* **EXERCISE PROMPT**
Scan the listing below for the string "ResourceStillExists" and copy each line where it turns up.

* **DATA TO USE**
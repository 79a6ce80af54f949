//! Replication slot synchronization between primary and replicas

use postgres_topology_operator::controller::instance_set::plan;
use postgres_topology_operator::controller::instance_status::Lsn;
use postgres_topology_operator::controller::observed::ObservedCluster;
use postgres_topology_operator::controller::operations::Operation;
use postgres_topology_operator::controller::slots::{
    SlotAction, SlotOperation, SlotPlan, desired_slot_instances, sync_slots,
};
use postgres_topology_operator::crd::PostgresCluster;

use crate::common::*;

fn sync(cluster: &PostgresCluster, observed: &ObservedCluster, primary: Option<&str>) -> SlotPlan {
    let plan = plan(cluster, observed);
    sync_slots(cluster, observed, &plan, primary)
}

fn slot_ops(result: &SlotPlan) -> Vec<(String, String, SlotAction)> {
    result
        .operations
        .iter()
        .filter_map(|op| match op {
            Operation::Slot(SlotOperation {
                instance,
                slot,
                action,
                ..
            }) => Some((instance.clone(), slot.clone(), *action)),
            _ => None,
        })
        .collect()
}

fn op(instance: &str, slot: &str, action: SlotAction) -> (String, String, SlotAction) {
    (instance.to_string(), slot.to_string(), action)
}

#[test]
fn test_primary_gets_one_slot_per_replica() {
    let cluster = create_healthy_cluster("pg", 3, "pg-1");
    let observed = ObservedBuilder::new("pg")
        .primary(1, 500)
        .replica(2, 500)
        .replica(3, 500)
        .no_slots(1)
        .no_slots(2)
        .no_slots(3)
        .build();

    let result = sync(&cluster, &observed, Some("pg-1"));
    assert_eq!(
        slot_ops(&result),
        vec![
            op("pg-1", "_pto_pg_2", SlotAction::Create),
            op("pg-1", "_pto_pg_3", SlotAction::Create),
        ]
    );
    // Not confirmed present yet
    assert_eq!(result.ha_slot_instances, Some(vec![]));
}

#[test]
fn test_slot_operations_target_pod_ip() {
    let cluster = create_healthy_cluster("pg", 2, "pg-1");
    let observed = ObservedBuilder::new("pg")
        .primary(1, 500)
        .replica(2, 500)
        .no_slots(1)
        .build();

    let result = sync(&cluster, &observed, Some("pg-1"));
    let Some(Operation::Slot(slot)) = result.operations.first() else {
        panic!("expected a slot operation");
    };
    assert_eq!(slot.host, "10.0.0.1");
}

#[test]
fn test_present_slots_are_reported() {
    let cluster = create_healthy_cluster("pg", 3, "pg-1");
    let observed = ObservedBuilder::new("pg")
        .primary(1, 500)
        .replica(2, 500)
        .replica(3, 500)
        .slot(1, "_pto_pg_2", true, Some(500))
        .no_slots(2)
        .no_slots(3)
        .build();

    let result = sync(&cluster, &observed, Some("pg-1"));
    assert_eq!(result.ha_slot_instances, Some(vec!["pg-2".to_string()]));
}

#[test]
fn test_stale_inactive_slot_is_dropped_on_primary() {
    let cluster = create_healthy_cluster("pg", 2, "pg-1");
    let observed = ObservedBuilder::new("pg")
        .primary(1, 500)
        .replica(2, 500)
        .slot(1, "_pto_pg_2", true, Some(500))
        .slot(1, "_pto_pg_7", false, Some(100))
        .slot(1, "_pto_pg_8", true, Some(100))
        .slot(2, "_pto_pg_7", false, Some(100))
        .build();

    let result = sync(&cluster, &observed, Some("pg-1"));
    assert_eq!(
        slot_ops(&result),
        vec![
            op("pg-1", "_pto_pg_7", SlotAction::Drop),
            op("pg-2", "_pto_pg_7", SlotAction::Drop),
        ]
    );
}

#[test]
fn test_replicas_mirror_siblings_and_skip_their_own() {
    let cluster = create_healthy_cluster("pg", 3, "pg-1");
    let observed = ObservedBuilder::new("pg")
        .primary(1, 900)
        .replica(2, 900)
        .replica(3, 900)
        .slot(1, "_pto_pg_2", true, Some(800))
        .slot(1, "_pto_pg_3", true, Some(700))
        .no_slots(2)
        .slot(3, "_pto_pg_2", false, Some(600))
        .build();

    let result = sync(&cluster, &observed, Some("pg-1"));
    assert_eq!(
        slot_ops(&result),
        vec![
            op("pg-2", "_pto_pg_3", SlotAction::Create),
            op("pg-3", "_pto_pg_2", SlotAction::Advance(Lsn(800))),
        ]
    );
    assert_eq!(
        result.ha_slot_instances,
        Some(vec!["pg-2".to_string(), "pg-3".to_string()])
    );
}

#[test]
fn test_replica_slot_ahead_of_primary_is_left_alone() {
    let cluster = create_healthy_cluster("pg", 3, "pg-1");
    let observed = ObservedBuilder::new("pg")
        .primary(1, 900)
        .replica(2, 900)
        .replica(3, 900)
        .slot(1, "_pto_pg_2", true, Some(800))
        .slot(1, "_pto_pg_3", true, Some(800))
        .slot(2, "_pto_pg_3", false, Some(800))
        .slot(3, "_pto_pg_2", false, Some(850))
        .build();

    assert!(sync(&cluster, &observed, Some("pg-1")).operations.is_empty());
}

#[test]
fn test_unknown_primary_changes_nothing() {
    let cluster = create_healthy_cluster("pg", 2, "pg-1");
    let observed = ObservedBuilder::new("pg")
        .primary(1, 500)
        .replica(2, 500)
        .no_slots(2)
        .build();

    // Slots of pg-1 were not readable
    let result = sync(&cluster, &observed, Some("pg-1"));
    assert!(result.operations.is_empty());
    assert_eq!(result.ha_slot_instances, None);

    let result = sync(&cluster, &observed, None);
    assert!(result.operations.is_empty());
    assert_eq!(result.ha_slot_instances, None);
}

#[test]
fn test_disabled_slots_are_cleaned_up() {
    let cluster = PostgresClusterBuilder::new("pg", "default")
        .with_instances(2)
        .with_primary("pg-1")
        .with_ha_slots(false)
        .with_ha_slot_instances(&["pg-2"])
        .build();
    let observed = ObservedBuilder::new("pg")
        .primary(1, 500)
        .replica(2, 500)
        .slot(1, "_pto_pg_2", true, Some(500))
        .slot(2, "_pto_pg_3", false, Some(500))
        .build();

    let result = sync(&cluster, &observed, Some("pg-1"));
    assert_eq!(
        slot_ops(&result),
        vec![op("pg-2", "_pto_pg_3", SlotAction::Drop)]
    );
    assert_eq!(result.ha_slot_instances, Some(vec![]));
}

#[test]
fn test_unbootstrapped_instances_get_no_slot() {
    let cluster = create_healthy_cluster("pg", 4, "pg-1");
    let observed = ObservedBuilder::new("pg")
        .primary(1, 500)
        .replica(2, 500)
        .replica(3, 500)
        .initializing_pvc(4, None)
        .build();

    let plan = plan(&cluster, &observed);
    assert_eq!(
        desired_slot_instances(&observed, &plan, "pg-1"),
        vec!["pg-2".to_string(), "pg-3".to_string()]
    );
}

#[test]
fn test_scale_down_victims_get_no_slot() {
    let cluster = create_healthy_cluster("pg", 2, "pg-1");
    let observed = ObservedBuilder::new("pg")
        .primary(1, 500)
        .replica(2, 500)
        .replica(3, 500)
        .build();

    let plan = plan(&cluster, &observed);
    assert_eq!(plan.to_remove, vec!["pg-3".to_string()]);
    assert_eq!(
        desired_slot_instances(&observed, &plan, "pg-1"),
        vec!["pg-2".to_string()]
    );
}
/// Drive bootstrap jobs for every instance that does not have usable data yet
pub fn reconcile_bootstrap(
    cluster: &PostgresCluster,
    observed: &ObservedCluster,
    plan: &InstanceSetPlan,
    params: BootstrapParams<'_>,
) -> BootstrapOutcome {
    let cluster_name = cluster.name_any();
    let mut outcome = BootstrapOutcome {
        excluded_snapshots: cluster
            .status
            .as_ref()
            .map(|s| s.excluded_snapshots.clone())
            .unwrap_or_default(),
        in_flight: observed.running_jobs().next().is_some(),
        ..Default::default()
    };

    // Jobs whose instance lost its claims have nothing left to do
    for job in &observed.jobs {
        if !plan.existing.contains(&job.instance) {
            outcome.operations.push(Operation::DeleteJob {
                name: job.name.clone(),
            });
        }
    }

    for instance in &plan.existing {
        if plan.is_removed(instance) {
            continue;
        }
        let Some(data) = observed.data_pvc(instance) else {
            continue;
        };

        if data.status == PvcStatus::Ready {
            // Finished jobs of bootstrapped instances are garbage
            for job in observed.jobs_of(instance) {
                if job.outcome != JobOutcome::Running {
                    outcome.operations.push(Operation::DeleteJob {
                        name: job.name.clone(),
                    });
                }
            }
            continue;
        }

        outcome.pending = true;
        let bindings = StorageBindings::for_instance(cluster, instance);

        match latest_job(observed, instance) {
            Some(job) if job.outcome == JobOutcome::Running => {
                claim_for_role(&mut outcome, job.role, instance);
                if job.role == JobRole::Initdb {
                    outcome.initial_primary = Some(instance.clone());
                }
            }
            Some(job) if job.outcome == JobOutcome::Succeeded => {
                let role = if job.role == JobRole::Initdb
                    || params.designated_primary == Some(instance.as_str())
                {
                    InstanceRole::Primary
                } else {
                    InstanceRole::Replica
                };
                if job.role == JobRole::Initdb {
                    outcome.initial_primary = Some(instance.clone());
                }
                for pvc in observed.pvcs_of(instance) {
                    outcome.operations.push(Operation::AnnotatePvc {
                        name: pvc.name.clone(),
                        annotations: [(keys::PVC_STATUS.to_string(), Some(PVC_STATUS_READY.to_string()))]
                            .into_iter()
                            .collect(),
                    });
                }
                outcome.operations.push(Operation::CreatePod(Box::new(generate_instance_pod(
                    cluster,
                    &bindings,
                    role,
                    params.agent_port,
                ))));
                claim_for_role(&mut outcome, job.role, instance);
                tracing::info!(
                    cluster = %cluster_name,
                    instance = %instance,
                    job = %job.name,
                    "Bootstrap job succeeded, starting instance"
                );
            }
            Some(job) => {
                // Failed: excluded from occupancy, only the latest attempt is kept
                outcome.failed_jobs += 1;
                for older in observed.jobs_of(instance) {
                    if older.name != job.name && older.outcome == JobOutcome::Failed {
                        outcome.operations.push(Operation::DeleteJob {
                            name: older.name.clone(),
                        });
                    }
                }
                let reason = job.failure_reason.as_deref().unwrap_or("unknown");
                let next = job.role.replacement(job.fallback_eligible);

                if job.role == JobRole::SnapshotRecovery {
                    if let Some(snapshot) = data.snapshot.as_ref() {
                        if !outcome.excluded_snapshots.contains(snapshot) {
                            outcome.excluded_snapshots.push(snapshot.clone());
                        }
                    }
                }

                if next.needs_primary() && !params.primary_available {
                    outcome.operations.push(Operation::warning(
                        "FailedJob",
                        format!(
                            "Bootstrap job {} failed ({}), waiting for a primary before retrying",
                            job.name, reason
                        ),
                    ));
                    claim_for_role(&mut outcome, next, instance);
                    continue;
                }

                let wait = job
                    .failed_at
                    .and_then(|at| {
                        let due = at + chrono::Duration::from_std(retry_delay(job.attempt)).ok()?;
                        // Negative once the delay has passed
                        (due - params.now).to_std().ok()
                    })
                    .filter(|left| !left.is_zero());
                if let Some(wait) = wait {
                    tracing::debug!(
                        instance = %instance,
                        job = %job.name,
                        wait = ?wait,
                        "Waiting before replacing failed bootstrap job"
                    );
                    outcome.retry_in(wait);
                    claim_for_role(&mut outcome, next, instance);
                    continue;
                }

                tracing::warn!(
                    cluster = %cluster_name,
                    instance = %instance,
                    job = %job.name,
                    reason = %reason,
                    replacement = %next,
                    "Bootstrap job failed, scheduling replacement"
                );
                outcome.operations.push(Operation::warning(
                    "FailedJob",
                    format!(
                        "Bootstrap job {} failed ({}), retrying as {}",
                        job.name, reason, next
                    ),
                ));
                outcome.operations.push(Operation::CreateJob(Box::new(generate_bootstrap_job(
                    cluster,
                    &bindings,
                    next,
                    job.attempt + 1,
                    params.agent_port,
                ))));
                outcome.in_flight = true;
                claim_for_role(&mut outcome, next, instance);
            }
            None => {
                let role = initial_role(cluster, observed, instance);
                if role.needs_primary() && !params.primary_available {
                    claim_for_role(&mut outcome, role, instance);
                    continue;
                }
                if role == JobRole::Initdb {
                    outcome.initial_primary = Some(instance.clone());
                }
                outcome.operations.push(Operation::CreateJob(Box::new(generate_bootstrap_job(
                    cluster,
                    &bindings,
                    role,
                    0,
                    params.agent_port,
                ))));
                outcome.in_flight = true;
                claim_for_role(&mut outcome, role, instance);
            }
        }
    }

    if plan.missing > 0 {
        outcome.pending = true;
        // One new instance at a time, only when nothing else is bootstrapping
        let busy = outcome.in_flight || !plan.initializing_pvc.is_empty();
        if params.allow_new && !busy {
            add_instance(cluster, plan, params, &mut outcome);
        }
    }

    outcome
}

fn claim_for_role(outcome: &mut BootstrapOutcome, role: JobRole, instance: &str) {
    if role == JobRole::Initdb {
        outcome.phase = Some((
            ClusterPhase::SettingUpPrimary,
            format!("Initializing primary instance {}", instance),
        ));
    } else {
        outcome.claim(
            ClusterPhase::CreatingReplica,
            format!("Creating replica {}", instance),
        );
    }
}

/// Create the claims and first job of the next instance
fn add_instance(
    cluster: &PostgresCluster,
    plan: &InstanceSetPlan,
    params: BootstrapParams<'_>,
    outcome: &mut BootstrapOutcome,
) {
    let cluster_name = cluster.name_any();
    let ordinal = plan.next_ordinal;
    let instance = instance_name(&cluster_name, ordinal);
    let has_primary = cluster
        .status
        .as_ref()
        .is_some_and(|s| !s.current_primary.is_empty());

    let (role, snapshot) = if plan.existing.is_empty() && !has_primary {
        (JobRole::Initdb, None)
    } else if !params.primary_available {
        // Replicas copy from the primary; wait until there is one
        return;
    } else {
        match (cluster.replica_join(), cluster.usable_snapshot()) {
            (ReplicaJoinMethod::VolumeSnapshot, Some(snapshot)) => {
                (JobRole::SnapshotRecovery, Some(snapshot.to_string()))
            }
            _ => (JobRole::Join, None),
        }
    };

    tracing::info!(
        cluster = %cluster_name,
        instance = %instance,
        role = %role,
        "Adding instance"
    );

    let bindings = StorageBindings::for_instance(cluster, &instance);
    for (pvc_role, _) in bindings.roles() {
        let source = if pvc_role == PvcRole::Data {
            snapshot.as_deref()
        } else {
            None
        };
        if let Some(pvc) = generate_pvc(cluster, &instance, &pvc_role, source) {
            outcome.operations.push(Operation::CreatePvc(Box::new(pvc)));
        }
    }
    outcome.operations.push(Operation::CreateJob(Box::new(generate_bootstrap_job(
        cluster,
        &bindings,
        role,
        0,
        params.agent_port,
    ))));

    if role == JobRole::Initdb {
        outcome.initial_primary = Some(instance.clone());
    }
    outcome.latest_generated_node = Some(ordinal);
    outcome.in_flight = true;
    claim_for_role(outcome, role, &instance);
}
//! Resource assertion helpers for integration tests.
//!
//! [`ResourceAssertions`] polls for objects the operator is expected to
//! create and checks that they are owned by the cluster.
//!
//! # Usage
//!
//! ```ignore
//! let assertions = ResourceAssertions::new(client.clone(), namespace);
//!
//! let job: Job = assertions.eventually_exists("pg-1-initdb", timeout).await?;
//! assertions.owned_by(&job, "pg")?;
//! assertions.resource_deleted::<Pod>("pg-2").await?;
//! ```

use kube::{Api, Client, Resource, ResourceExt};
use serde::de::DeserializeOwned;
use std::fmt::Debug;
use std::time::Duration;
use thiserror::Error;

#[derive(Error, Debug)]
pub enum AssertionError {
    #[error("Kubernetes API error: {0}")]
    KubeError(#[from] kube::Error),

    #[error("Timeout waiting for {0}")]
    Timeout(String),

    #[error("Resource still exists: {0}")]
    ResourceStillExists(String),

    #[error("Missing owner reference on {resource}, expected owner: {expected_owner}")]
    MissingOwnerReference {
        resource: String,
        expected_owner: String,
    },
}

/// Helper for asserting on Kubernetes resources in a specific namespace.
pub struct ResourceAssertions {
    client: Client,
    namespace: String,
}

impl ResourceAssertions {
    pub fn new(client: Client, namespace: &str) -> Self {
        Self {
            client,
            namespace: namespace.to_string(),
        }
    }

    /// Poll until a namespaced resource exists and return it
    pub async fn eventually_exists<T>(
        &self,
        name: &str,
        timeout: Duration,
    ) -> Result<T, AssertionError>
    where
        T: Resource<Scope = k8s_openapi::NamespaceResourceScope> + Clone + DeserializeOwned + Debug,
        <T as Resource>::DynamicType: Default,
    {
        let api: Api<T> = Api::namespaced(self.client.clone(), &self.namespace);
        let deadline = tokio::time::Instant::now() + timeout;

        loop {
            match api.get(name).await {
                Ok(resource) => return Ok(resource),
                Err(kube::Error::Api(e)) if e.code == 404 => {
                    if tokio::time::Instant::now() >= deadline {
                        return Err(AssertionError::Timeout(name.to_string()));
                    }
                    tokio::time::sleep(Duration::from_millis(200)).await;
                }
                Err(e) => return Err(AssertionError::KubeError(e)),
            }
        }
    }

    /// Assert that a namespaced resource does NOT exist (returns 404).
    pub async fn resource_deleted<T>(&self, name: &str) -> Result<(), AssertionError>
    where
        T: Resource<Scope = k8s_openapi::NamespaceResourceScope> + Clone + DeserializeOwned + Debug,
        <T as Resource>::DynamicType: Default,
    {
        let api: Api<T> = Api::namespaced(self.client.clone(), &self.namespace);
        match api.get(name).await {
            Err(kube::Error::Api(e)) if e.code == 404 => Ok(()),
            Ok(_) => Err(AssertionError::ResourceStillExists(name.to_string())),
            Err(e) => Err(AssertionError::KubeError(e)),
        }
    }

    /// Verify the object is controlled by the named PostgresCluster
    pub fn owned_by<T: Resource>(&self, resource: &T, owner_name: &str) -> Result<(), AssertionError> {
        let has_ref = resource
            .owner_references()
            .iter()
            .any(|r| r.name == owner_name && r.kind == "PostgresCluster" && r.controller == Some(true));

        if !has_ref {
            return Err(AssertionError::MissingOwnerReference {
                resource: resource.name_any(),
                expected_owner: owner_name.to_string(),
            });
        }
        Ok(())
    }
}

* **RESPONSE TO THE EXERCISE**
    ResourceStillExists(String),
            Ok(_) => Err(AssertionError::ResourceStillExists(name.to_string())),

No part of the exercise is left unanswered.